Personal information
- Full name: Sergio Bermejo Lillo
- Date of birth: 17 August 1997 (age 28)
- Place of birth: Madrid, Spain
- Height: 1.70 m (5 ft 7 in)
- Position: Attacking midfielder

Team information
- Current team: Gil Vicente
- Number: 17

Youth career
- Getafe

Senior career*
- Years: Team / Apps / (Gls)
- 2015–2018: Getafe B / 44 / (4)
- 2017: → Móstoles (loan) / 12 / (1)
- 2018: Navalcarnero / 17 / (4)
- 2018–2020: Celta B / 42 / (8)
- 2019: Celta / 1 / (0)
- 2020–2025: Zaragoza / 134 / (9)
- 2024: → Elche (loan) / 12 / (0)
- 2025–: Gil Vicente / 26 / (1)

= Sergio Bermejo =

Spanish footballer

Sergio Bermejo Lillo (born 17 August 1997) is a Spanish professional footballer who plays for Portuguese club Gil Vicente. Mainly an attacking midfielder, he can also play as a winger.

==Club career==
Bermejo was born in Madrid, and finished his formation with Getafe CF. He made his senior debut with the reserves on 1 May 2015, starting in a 0–1 Segunda División B home loss against SD Amorebieta.

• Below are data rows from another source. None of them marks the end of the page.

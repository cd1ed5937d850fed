//! End-to-end demo: a policy author grants access, a data source publishes
//! a few kits among decoys, and the recipient bootstraps and reads them.

use std::path::PathBuf;
use std::time::SystemTime;

use clap::Parser;
use tracing_subscriber::EnvFilter;

use umbral_reader::config::Config;
use umbral_reader::grant::PolicyAuthor;
use umbral_reader::keystore::{EphemeralKeys, KeyFile, KeySource};
use umbral_reader::message_kit::DataSource;
use umbral_reader::network::LocalNetwork;
use umbral_reader::pre::{new_standard_params, KeyPair};
use umbral_reader::{decrypting_msg, generate_mayank, PolicyPayload, Result};

#[derive(Parser, Debug)]
#[command(author, version, about, long_about = None)]
struct Args {
    /// Policy label
    #[arg(long, default_value = "heart-data")]
    label: String,

    /// Message the data source encrypts
    #[arg(long, default_value = "resting heart rate: 61")]
    message: String,

    #[arg(long, default_value = "2")]
    threshold: usize,

    #[arg(long, default_value = "3")]
    shares: usize,

    /// Kits from unrelated data sources placed before the real one
    #[arg(long, default_value = "2")]
    decoys: usize,

    /// JSON reader configuration; defaults apply when omitted
    #[arg(long)]
    config: Option<PathBuf>,

    /// Where the recipient's keys are written
    #[arg(long, default_value = "mayank-keys.json")]
    keys: PathBuf,

    /// Log level (error, warn, info, debug, trace)
    #[arg(long, default_value = "info")]
    log_level: String,
}

fn run(args: &Args) -> Result<Option<Vec<u8>>> {
    let config = match &args.config {
        Some(path) => Config::load(path)?,
        None => Config::default(),
    };
    let params = new_standard_params();

    let keys = KeyFile::new(&args.keys);
    let (decrypting, signing) = EphemeralKeys.load(&params)?;
    keys.save(&decrypting, &signing)?;

    let author = PolicyAuthor::new(&params);
    let grant = author.grant(
        decrypting.public_key(),
        args.label.as_bytes(),
        args.threshold,
        args.shares,
    )?;
    author.metadata(&grant).save(&config.metadata_path)?;
    let mut network = LocalNetwork::new(args.shares)?;
    network.enact(&grant, decrypting.public_key())?;

    let enrico = DataSource::new(&grant.policy_pubkey);
    let mut kits = Vec::with_capacity(args.decoys + 1);
    for i in 0..args.decoys {
        let stranger = KeyPair::new(&params);
        let decoy = DataSource::new(stranger.public_key())
            .encrypt_message(&format!("decoy {}", i), SystemTime::now())?;
        kits.push(decoy.to_bytes());
    }
    kits.push(
        enrico
            .encrypt_message(&args.message, SystemTime::now())?
            .to_bytes(),
    );
    let payload = PolicyPayload {
        kits,
        data_source: enrico.verifying_key().to_bytes(),
    };

    let (mayank, policy_pubkey, author_vk, _) = generate_mayank(&config, &keys, network)?;
    decrypting_msg(&payload, &policy_pubkey, &mayank, &author_vk)
}

fn main() {
    let args = Args::parse();

    let log_level: tracing::Level = args.log_level.parse().unwrap_or(tracing::Level::INFO);
    let env_filter = EnvFilter::builder()
        .with_default_directive(log_level.into())
        .from_env_lossy();
    tracing_subscriber::fmt()
        .compact()
        .with_env_filter(env_filter)
        .init();

    match run(&args) {
        Ok(Some(msg)) => println!("{}", String::from_utf8_lossy(&msg)),
        Ok(None) => {
            eprintln!("No kit could be decrypted");
            std::process::exit(1);
        }
        Err(e) => {
            eprintln!("Error: {}", e);
            std::process::exit(1);
        }
    }
}
pub mod capsule;
pub mod curve;
pub mod errors;
pub mod keys;
pub mod kfrag;
pub mod schemes;
pub mod utils;
use crate::internal::curve::{CurveBN, CurvePoint, Params};
use crate::internal::errors::PreErrors;
use crate::internal::keys::Signature;
use crate::internal::kfrag::KFrag;
use crate::internal::schemes::{hash_to_curvebn, Blake2bHash, ExtendedKeccak, SHA256Hash};

use std::fmt;
use std::rc::Rc;

use openssl::bn::{BigNum, BigNumRef};

/// Splits fixed-width fields off the front of a byte string.
struct Reader<'a> {
    bytes: &'a [u8],
}

impl<'a> Reader<'a> {
    fn new(bytes: &'a [u8]) -> Self {
        Reader { bytes }
    }

    fn take(&mut self, n: usize) -> Result<&'a [u8], PreErrors> {
        if self.bytes.len() < n {
            return Err(PreErrors::InvalidBytes);
        }
        let (head, tail) = self.bytes.split_at(n);
        self.bytes = tail;
        Ok(head)
    }

    fn point(&mut self, params: &Rc<Params>) -> Result<CurvePoint, PreErrors> {
        CurvePoint::from_bytes(self.take(CurvePoint::expected_bytes_length(params))?, params)
    }

    fn scalar(&mut self, params: &Rc<Params>) -> Result<CurveBN, PreErrors> {
        CurveBN::from_bytes(self.take(CurveBN::expected_bytes_length(params))?, params)
    }

    fn remaining(&self) -> usize {
        self.bytes.len()
    }
}

/// KEM capsule `(E, V, s)`, plus the keys needed to check cfrags and the
/// cfrags collected so far.
pub struct Capsule {
    e_point: CurvePoint,
    v_point: CurvePoint,
    sign: CurveBN,
    delegating_key: Option<CurvePoint>,
    receiving_key: Option<CurvePoint>,
    verifying_key: Option<CurvePoint>,
    attached_cfrags: Vec<CFrag>,
}

impl Capsule {
    pub fn new(e: &CurvePoint, v: &CurvePoint, s: &CurveBN) -> Self {
        Capsule {
            e_point: e.clone(),
            v_point: v.clone(),
            sign: s.clone(),
            delegating_key: None,
            receiving_key: None,
            verifying_key: None,
            attached_cfrags: Vec::new(),
        }
    }

    pub fn from_bytes(bytes: &[u8], params: &Rc<Params>) -> Result<Self, PreErrors> {
        if bytes.len() != Self::expected_bytes_length(params) {
            return Err(PreErrors::InvalidBytes);
        }
        let mut reader = Reader::new(bytes);
        let e_point = reader.point(params)?;
        let v_point = reader.point(params)?;
        let sign = reader.scalar(params)?;
        Ok(Capsule::new(&e_point, &v_point, &sign))
    }

    pub fn to_bytes(&self) -> Vec<u8> {
        let mut bytes = self.e_point.to_bytes();
        bytes.extend_from_slice(&self.v_point.to_bytes());
        bytes.extend_from_slice(&self.sign.to_bytes());
        bytes
    }

    pub fn expected_bytes_length(params: &Params) -> usize {
        CurveBN::expected_bytes_length(params) + 2 * CurvePoint::expected_bytes_length(params)
    }

    pub fn set_correctness_keys(
        &mut self,
        delegating: &CurvePoint,
        receiving: &CurvePoint,
        verifying: &CurvePoint,
    ) {
        self.delegating_key = Some(delegating.clone());
        self.receiving_key = Some(receiving.clone());
        self.verifying_key = Some(verifying.clone());
    }

    /// `(delegating, receiving, verifying)`, all of which must be set.
    pub fn correctness_keys(&self) -> Result<(&CurvePoint, &CurvePoint, &CurvePoint), PreErrors> {
        match (&self.delegating_key, &self.receiving_key, &self.verifying_key) {
            (Some(d), Some(r), Some(v)) => Ok((d, r, v)),
            _ => Err(PreErrors::CapsuleNoCorrectnessProvided),
        }
    }

    /// Cfrags are only checked when the capsule is opened.
    pub fn attach_cfrag(&mut self, cfrag: &CFrag) {
        self.attached_cfrags.push(cfrag.clone());
    }

    pub fn clear_cfrags(&mut self) {
        self.attached_cfrags.clear();
    }

    pub fn delegating_key(&self) -> Option<&CurvePoint> {
        self.delegating_key.as_ref()
    }

    /// `s * G == V + h * E`
    pub fn verify(&self) -> bool {
        let params = self.e_point.params();
        let mut to_hash = self.e_point.to_bytes();
        to_hash.extend_from_slice(&self.v_point.to_bytes());
        let h = hash_to_curvebn::<Blake2bHash>(&to_hash, params, None);

        CurvePoint::mul_gen(&self.sign, params) == &self.v_point + &(&self.e_point * &h)
    }

    pub fn e(&self) -> &CurvePoint {
        &self.e_point
    }

    pub fn v(&self) -> &CurvePoint {
        &self.v_point
    }

    pub fn sign(&self) -> &CurveBN {
        &self.sign
    }

    pub fn attached_cfrags(&self) -> &[CFrag] {
        &self.attached_cfrags
    }
}

impl PartialEq for Capsule {
    fn eq(&self, other: &Capsule) -> bool {
        self.e_point == other.e_point && self.v_point == other.v_point && self.sign == other.sign
    }
}

impl fmt::Debug for Capsule {
    fn fmt(&self, f: &mut fmt::Formatter) -> fmt::Result {
        f.debug_struct("Capsule")
            .field("e", &self.e_point)
            .field("v", &self.v_point)
            .field("attached_cfrags", &self.attached_cfrags.len())
            .finish()
    }
}

/// Zero-knowledge proof that a cfrag was produced with the re-key share the
/// delegator committed to.
#[derive(Clone)]
pub struct CorrectnessProof {
    e2: CurvePoint,
    v2: CurvePoint,
    u1: CurvePoint,
    u2: CurvePoint,
    z3: CurveBN,
    kfrag_signature: Signature,
    metadata: Option<Vec<u8>>,
}

impl CorrectnessProof {
    fn read(reader: &mut Reader, params: &Rc<Params>) -> Result<Self, PreErrors> {
        let e2 = reader.point(params)?;
        let v2 = reader.point(params)?;
        let u1 = reader.point(params)?;
        let u2 = reader.point(params)?;
        let z3 = reader.scalar(params)?;
        let kfrag_signature =
            Signature::from_bytes(reader.take(Signature::expected_bytes_length(params))?, params)?;
        Ok(CorrectnessProof {
            e2,
            v2,
            u1,
            u2,
            z3,
            kfrag_signature,
            metadata: None,
        })
    }

    pub fn to_bytes(&self) -> Vec<u8> {
        let mut bytes = Vec::new();
        for point in &[&self.e2, &self.v2, &self.u1, &self.u2] {
            bytes.extend_from_slice(&point.to_bytes());
        }
        bytes.extend_from_slice(&self.z3.to_bytes());
        bytes.extend_from_slice(&self.kfrag_signature.to_bytes());
        bytes
    }

    pub fn expected_bytes_length(params: &Params) -> usize {
        // e2, v2, u1, u2; z3; (r, s)
        4 * CurvePoint::expected_bytes_length(params) + 3 * CurveBN::expected_bytes_length(params)
    }
}

impl fmt::Debug for CorrectnessProof {
    fn fmt(&self, f: &mut fmt::Formatter<'_>) -> fmt::Result {
        f.debug_struct("CorrectnessProof")
            .field("e2", &self.e2)
            .field("v2", &self.v2)
            .field("u1", &self.u1)
            .field("u2", &self.u2)
            .field("z3", &self.z3)
            .finish()
    }
}

fn challenge(points: &[&CurvePoint], metadata: &Option<Vec<u8>>, params: &Rc<Params>) -> CurveBN {
    let mut to_hash = Vec::new();
    for point in points {
        to_hash.extend_from_slice(&point.to_bytes());
    }
    if let Some(m) = metadata {
        to_hash.extend_from_slice(m);
    }
    hash_to_curvebn::<ExtendedKeccak>(&to_hash, params, None)
}

/// A capsule fragment: the output of one proxy re-encrypting a capsule.
pub struct CFrag {
    e_i_point: CurvePoint,
    v_i_point: CurvePoint,
    kfrag_id: BigNum,
    precursor: CurvePoint,
    proof: Option<CorrectnessProof>,
}

impl CFrag {
    pub fn new(
        e_i: &CurvePoint,
        v_i: &CurvePoint,
        kfrag_id: &BigNumRef,
        precursor: &CurvePoint,
    ) -> Self {
        CFrag {
            e_i_point: e_i.clone(),
            v_i_point: v_i.clone(),
            kfrag_id: kfrag_id.to_owned().expect("Error in BN cloning"),
            precursor: precursor.clone(),
            proof: None,
        }
    }

    /// Accepts the form with or without a trailing correctness proof.
    pub fn from_bytes(bytes: &[u8], params: &Rc<Params>) -> Result<Self, PreErrors> {
        let bare = Self::expected_bytes_length(params);
        let with_proof = bare + CorrectnessProof::expected_bytes_length(params);
        if bytes.len() != bare && bytes.len() != with_proof {
            return Err(PreErrors::InvalidBytes);
        }

        let mut reader = Reader::new(bytes);
        let e_i_point = reader.point(params)?;
        let v_i_point = reader.point(params)?;
        let kfrag_id = BigNum::from_slice(reader.take(CurveBN::expected_bytes_length(params))?)?;
        let precursor = reader.point(params)?;
        let proof = if reader.remaining() > 0 {
            Some(CorrectnessProof::read(&mut reader, params)?)
        } else {
            None
        };

        Ok(CFrag {
            e_i_point,
            v_i_point,
            kfrag_id,
            precursor,
            proof,
        })
    }

    pub fn to_bytes(&self) -> Vec<u8> {
        let width = CurveBN::expected_bytes_length(self.e_i_point.params());
        let mut bytes = self.e_i_point.to_bytes();
        bytes.extend_from_slice(&self.v_i_point.to_bytes());
        let id = self.kfrag_id.to_vec();
        assert!(id.len() <= width, "kfrag id wider than the group order");
        bytes.resize(bytes.len() + width - id.len(), 0);
        bytes.extend_from_slice(&id);
        bytes.extend_from_slice(&self.precursor.to_bytes());
        if let Some(proof) = &self.proof {
            bytes.extend_from_slice(&proof.to_bytes());
        }
        bytes
    }

    pub fn expected_bytes_length(params: &Params) -> usize {
        // e_i, v_i, precursor; kfrag id
        3 * CurvePoint::expected_bytes_length(params) + CurveBN::expected_bytes_length(params)
    }

    pub fn prove_correctness(
        &mut self,
        capsule: &Capsule,
        kfrag: &KFrag,
        metadata: Option<Vec<u8>>,
    ) -> Result<(), PreErrors> {
        if !capsule.verify() {
            return Err(PreErrors::InvalidCapsule);
        }
        let params = capsule.e().params();

        let t = CurveBN::rand_curve_bn(params);
        let u = CurvePoint::u(params);
        let u_1 = kfrag.commitment();

        let e_2 = capsule.e() * &t;
        let v_2 = capsule.v() * &t;
        let u_2 = &u * &t;

        let h = challenge(
            &[
                capsule.e(),
                &self.e_i_point,
                &e_2,
                capsule.v(),
                &self.v_i_point,
                &v_2,
                &u,
                u_1,
                &u_2,
            ],
            &metadata,
            params,
        );
        let z_3 = &t + &(&h * kfrag.re_key_share());

        self.proof = Some(CorrectnessProof {
            e2: e_2,
            v2: v_2,
            u1: u_1.clone(),
            u2: u_2,
            z3: z_3,
            kfrag_signature: kfrag.signature_for_receiver().clone(),
            metadata,
        });
        Ok(())
    }

    /// Checks the delegator's signature over the kfrag commitment and the
    /// three Chaum-Pedersen equations against the capsule.
    pub fn verify_correctness(&self, capsule: &Capsule) -> Result<bool, PreErrors> {
        let proof = self.proof.as_ref().ok_or(PreErrors::CFragNoProofProvided)?;
        let (delegating_pk, receiving_pk, verifying_pk) = capsule.correctness_keys()?;
        let params = capsule.e().params();

        let (e, v) = (capsule.e(), capsule.v());
        let (e_1, v_1) = (&self.e_i_point, &self.v_i_point);
        let u = CurvePoint::u(params);
        let (e_2, v_2, u_1, u_2) = (&proof.e2, &proof.v2, &proof.u1, &proof.u2);

        let h = challenge(&[e, e_1, e_2, v, v_1, v_2, &u, u_1, u_2], &proof.metadata, params);

        let mut receiver_message = self.kfrag_id.to_vec();
        receiver_message.extend_from_slice(&delegating_pk.to_bytes());
        receiver_message.extend_from_slice(&receiving_pk.to_bytes());
        receiver_message.extend_from_slice(&u_1.to_bytes());
        receiver_message.extend_from_slice(&self.precursor.to_bytes());
        if !proof
            .kfrag_signature
            .verify::<SHA256Hash>(&receiver_message, verifying_pk)
        {
            return Ok(false);
        }

        let z_3 = &proof.z3;
        Ok(e * z_3 == e_2 + &(e_1 * &h)
            && v * z_3 == v_2 + &(v_1 * &h)
            && &u * z_3 == u_2 + &(u_1 * &h))
    }

    pub fn precursor(&self) -> &CurvePoint {
        &self.precursor
    }

    pub fn kfrag_id(&self) -> &BigNumRef {
        &self.kfrag_id
    }

    pub fn e_i_point(&self) -> &CurvePoint {
        &self.e_i_point
    }

    pub fn v_i_point(&self) -> &CurvePoint {
        &self.v_i_point
    }

    pub fn proof(&self) -> Option<&CorrectnessProof> {
        self.proof.as_ref()
    }
}

impl Clone for CFrag {
    fn clone(&self) -> Self {
        CFrag {
            e_i_point: self.e_i_point.clone(),
            v_i_point: self.v_i_point.clone(),
            kfrag_id: self.kfrag_id.to_owned().expect("Error in BN cloning"),
            precursor: self.precursor.clone(),
            proof: self.proof.clone(),
        }
    }
}

impl PartialEq for CFrag {
    fn eq(&self, other: &CFrag) -> bool {
        self.e_i_point == other.e_i_point
            && self.v_i_point == other.v_i_point
            && self.kfrag_id == other.kfrag_id
            && self.precursor == other.precursor
    }
}

impl fmt::Debug for CFrag {
    fn fmt(&self, f: &mut fmt::Formatter) -> fmt::Result {
        f.debug_struct("CFrag")
            .field("e_i_point", &self.e_i_point)
            .field("v_i_point", &self.v_i_point)
            .field("kfrag_id", &self.kfrag_id)
            .field("precursor", &self.precursor)
            .field("proof", &self.proof)
            .finish()
    }
}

On 15 January 2017, after being rarely used, Bermejo was loaned to fellow Tercera División side CD Móstoles URJC until June. Upon returning, he became an undisputed starter for the Azulones B-team.

On 20 June 2018, Bermejo signed for CDA Navalcarnero in division three. On 18 December, however, he agreed to a four-year deal with RC Celta de Vigo and was assigned to the B-side also in the third tier.

Bermejo made his first team – and La Liga – debut on 30 October 2019, coming on as a late substitute for Denis Suárez in a 1–2 loss against Real Betis. The following 18 August, he signed a four-year contract with Real Zaragoza in Segunda División, after terminating his contract with Celta.

Bermejo scored his first professional goal on 8 January 2021, netting his team's second in a 2–0 home win over UD Logroñés. On 13 September 2022, after establishing himself as a regular starter, he renewed his contract until 2025.

On 1 February 2024, Bermejo was loaned to fellow second division side Elche CF until the end of the season. Upon returning, he featured sparingly before signing a two-and-a-half-year contract with Portuguese Primeira Liga side Gil Vicente FC on 24 January 2025.